Le premier Doctorow que j’ai lu est « Ragtime », un roman fort agréable qui m’avait tout de même fait l’effet d’un « USA » light. Et finalement, light convient bien pour décrire les autres livres de cet auteur que j’ai eu l’occasion de lire.

« Billy Bathgate » est l’histoire de l’ascension dans le monde du crime new-yorkais d’un jeune gars plutôt débrouillard. Un bon début, et puis la magie disparaît et ça devient franchement chiant. Moi qui ai toujours aimé les histoires de gangsters… « Le plongeon Lumme » met en présence Joe, un vagabond, et un milliardaire mégalo. C’est une allégorie de l’Amérique des années ’30, celle de la crise, de la violence et des luttes syndicales. C’est surtout confus, agaçant et instantanément oubliable.

On voit bien l’intention de Doctorow : établir une histoire des Etats-Unis à travers la fiction – et de fait, son œuvre couvre pratiquement l’ensemble du vingtième siècle. Malheureusement, je pense qu’il échoue. Contrairement à un Vollmann, qui arrive à insuffler à ses récits une dimension proprement mythique tout en garantissant un souci du détail et de l’authenticité qui instruit autant qu’il réjouit le lecteur, Doctorow se contente trop souvent de poncifs.

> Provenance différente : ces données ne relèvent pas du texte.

//! Index construction and querying.
//!
//! [`IndexBuilder`] runs at build time: it walks each document's structure
//! tree, tokenizes the text leaves, and fills the radix trie. Its
//! [`prepare`](IndexBuilder::prepare) freezes everything into a
//! [`PreparedIndex`], which answers prefix/phrase queries and round-trips
//! through the binary index format.

mod builder;
mod prepared;
mod stats;

pub use builder::IndexBuilder;
pub use prepared::{PreparedIndex, SearchPositions};
pub use stats::IndexStats;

Malgré tout, j’ai persévéré : je viens de lire « The March », finaliste du National Book Award 2005. La marche en question, c’est celle du Général Sherman et des troupes de l’Union commencée après la prise d’Atlanta et qui se termine avec le fin de la guerre civile. Encore un sujet qui m’intéresse : une bonne partie de mon enfance fut passée à lire « Les tuniques bleues » puis « Blueberry ».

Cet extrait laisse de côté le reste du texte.